mod ws;

use std::net::SocketAddr;
use std::time::Duration;

use serde::Serialize;
use tokio::io::{AsyncBufRead, AsyncBufReadExt, AsyncReadExt, AsyncWriteExt, BufReader};
use tokio::net::{TcpListener, TcpStream};
use tracing::{debug, info, warn};

use crate::config::{JobSpec, RunConfig};
use crate::engine::Engine;
use crate::error::{AppError, AppResult, ServerError};

const MAX_HEAD_BYTES: usize = 16 * 1024;
const MAX_BODY_BYTES: usize = 256 * 1024;

/// Error body returned on both transports: `{code, status, error}`.
#[derive(Debug, Serialize)]
struct ErrorBody {
    code: u16,
    status: &'static str,
    error: String,
}

impl ErrorBody {
    fn new(code: u16, error: impl Into<String>) -> Self {
        Self {
            code,
            status: reason(code),
            error: error.into(),
        }
    }
}

fn reason(code: u16) -> &'static str {
    match code {
        202 => "Accepted",
        400 => "Bad Request",
        404 => "Not Found",
        413 => "Payload Too Large",
        500 => "Internal Server Error",
        _ => "Error",
    }
}

/// Runs the control listener until an interrupt signal arrives.
///
/// Each accepted connection is served by its own task: WebSocket upgrades
/// on `/ws` stream progress, everything else is plain HTTP with a single
/// `POST /api/pt` job endpoint.
pub async fn run(listen: SocketAddr) -> AppResult<()> {
    let listener = TcpListener::bind(listen).await.map_err(|err| {
        AppError::server(ServerError::Bind {
            addr: listen,
            source: err,
        })
    })?;
    info!("control listener bound on {}", listen);
    run_with_listener(listener).await
}

/// Serves an already-bound listener; used by `run` and by tests that need
/// an ephemeral port.
pub async fn run_with_listener(listener: TcpListener) -> AppResult<()> {
    let interrupt = tokio::signal::ctrl_c();
    tokio::pin!(interrupt);

    loop {
        tokio::select! {
            _ = &mut interrupt => {
                info!("interrupt received, closing control listener");
                break;
            }
            accepted = listener.accept() => {
                match accepted {
                    Ok((socket, peer)) => {
                        debug!("control connection from {}", peer);
                        tokio::spawn(async move {
                            if let Err(err) = handle_connection(socket).await {
                                warn!("control connection failed: {}", err);
                            }
                        });
                    }
                    Err(err) => {
                        warn!("failed to accept control connection: {}", err);
                    }
                }
            }
        }
    }
    Ok(())
}

async fn handle_connection(socket: TcpStream) -> AppResult<()> {
    if let Some((method, path)) = peek_request_line(&socket).await {
        if method == "GET" && path.starts_with("/ws") {
            return ws::serve(socket).await;
        }
    }

    let mut reader = BufReader::new(socket);
    let request = read_control_request(&mut reader).await;
    let mut socket = reader.into_inner();
    let request = match request {
        Ok(request) => request,
        Err((status, message)) => return respond_error(&mut socket, status, &message).await,
    };

    match (request.method.as_str(), request.path.as_str()) {
        ("POST", "/api/pt") => submit_job(&mut socket, &request.body).await,
        _ => respond_error(&mut socket, 404, "no such endpoint").await,
    }
}

/// Runs a job synchronously and writes the report back on the same
/// connection; the submitter holds the request open for the whole run.
async fn submit_job(socket: &mut TcpStream, body: &[u8]) -> AppResult<()> {
    let spec: JobSpec = match serde_json::from_slice(body) {
        Ok(spec) => spec,
        Err(err) => {
            return respond_error(socket, 400, &format!("Invalid job spec: {}", err)).await;
        }
    };

    let report = async {
        let config = RunConfig::from_spec(&spec)?;
        let engine = Engine::new(config).await?;
        engine.run(None).await
    }
    .await;

    match report {
        Ok(report) => respond_json(socket, 202, &report).await,
        Err(err) => respond_error(socket, err.status_code(), &err.to_string()).await,
    }
}

struct ControlRequest {
    method: String,
    path: String,
    body: Vec<u8>,
}

/// Reads just enough HTTP/1.1 for the control plane's single JSON
/// endpoint: a request line, the content length, and the body.
async fn read_control_request<R>(reader: &mut R) -> Result<ControlRequest, (u16, String)>
where
    R: AsyncBufRead + Unpin,
{
    let mut line = String::new();
    let mut head_bytes = reader
        .read_line(&mut line)
        .await
        .map_err(|err| (400, format!("unreadable request line: {}", err)))?;
    if head_bytes == 0 {
        return Err((400, "connection closed before a request line".to_owned()));
    }
    let mut parts = line.split_whitespace();
    let method = parts
        .next()
        .ok_or_else(|| (400, "request line has no method".to_owned()))?
        .to_owned();
    let path = parts
        .next()
        .ok_or_else(|| (400, "request line has no path".to_owned()))?
        .to_owned();

    let mut content_length: usize = 0;
    loop {
        line.clear();
        let bytes = reader
            .read_line(&mut line)
            .await
            .map_err(|err| (400, format!("unreadable header: {}", err)))?;
        if bytes == 0 {
            return Err((400, "connection closed inside the header block".to_owned()));
        }
        head_bytes = head_bytes.saturating_add(bytes);
        if head_bytes > MAX_HEAD_BYTES {
            return Err((413, "header block too large".to_owned()));
        }
        let header = line.trim_end();
        if header.is_empty() {
            break;
        }
        if let Some((name, value)) = header.split_once(':') {
            if name.trim().eq_ignore_ascii_case("content-length") {
                content_length = value
                    .trim()
                    .parse()
                    .map_err(|_| (400, "invalid content-length".to_owned()))?;
            }
        }
    }

    if content_length > MAX_BODY_BYTES {
        return Err((413, "request body too large".to_owned()));
    }
    let mut body = vec![0u8; content_length];
    reader
        .read_exact(&mut body)
        .await
        .map_err(|err| (400, format!("short request body: {}", err)))?;

    Ok(ControlRequest { method, path, body })
}

async fn respond_json<T>(socket: &mut TcpStream, status: u16, payload: &T) -> AppResult<()>
where
    T: Serialize,
{
    let body = serde_json::to_vec(payload).map_err(|err| {
        AppError::server(ServerError::Serialize {
            context: "control response",
            source: err,
        })
    })?;
    let mut response = format!(
        "HTTP/1.1 {} {}\r\nContent-Type: application/json\r\nContent-Length: {}\r\nConnection: close\r\n\r\n",
        status,
        reason(status),
        body.len()
    )
    .into_bytes();
    response.extend_from_slice(&body);
    socket.write_all(&response).await.map_err(|err| {
        AppError::server(ServerError::Io {
            context: "writing control response",
            source: err,
        })
    })
}

async fn respond_error(socket: &mut TcpStream, status: u16, message: &str) -> AppResult<()> {
    respond_json(socket, status, &ErrorBody::new(status, message)).await
}

/// Looks at the request line without consuming it, so a WebSocket upgrade
/// can be handed a pristine stream.
async fn peek_request_line(socket: &TcpStream) -> Option<(String, String)> {
    let mut buffer = [0u8; 1024];
    for _ in 0..50 {
        let peeked = socket.peek(&mut buffer).await.ok()?;
        if peeked == 0 {
            return None;
        }
        let head = buffer.get(..peeked)?;
        if let Some(pos) = head.windows(2).position(|window| window == b"\r\n") {
            let line = std::str::from_utf8(head.get(..pos)?).ok()?;
            let mut parts = line.split_whitespace();
            let method = parts.next()?.to_owned();
            let path = parts.next()?.to_owned();
            return Some((method, path));
        }
        if peeked == buffer.len() {
            // Request line longer than the buffer; treat it as plain HTTP.
            return None;
        }
        tokio::time::sleep(Duration::from_millis(10)).await;
    }
    None
}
***
* [EXERCISE DETAILS]: Write down, word for word, the lines above from the one containing "let bytes = reader" through the one containing "if content_length >", both ends included.

* [TASK OUTPUT]:
        let bytes = reader
            .read_line(&mut line)
            .await
            .map_err(|err| (400, format!("unreadable header: {}", err)))?;
        if bytes == 0 {
            return Err((400, "connection closed inside the header block".to_owned()));
        }
        head_bytes = head_bytes.saturating_add(bytes);
        if head_bytes > MAX_HEAD_BYTES {
            return Err((413, "header block too large".to_owned()));
        }
        let header = line.trim_end();
        if header.is_empty() {
            break;
        }
        if let Some((name, value)) = header.split_once(':') {
            if name.trim().eq_ignore_ascii_case("content-length") {
                content_length = value
                    .trim()
                    .parse()
                    .map_err(|_| (400, "invalid content-length".to_owned()))?;
            }
        }
    }

    if content_length > MAX_BODY_BYTES {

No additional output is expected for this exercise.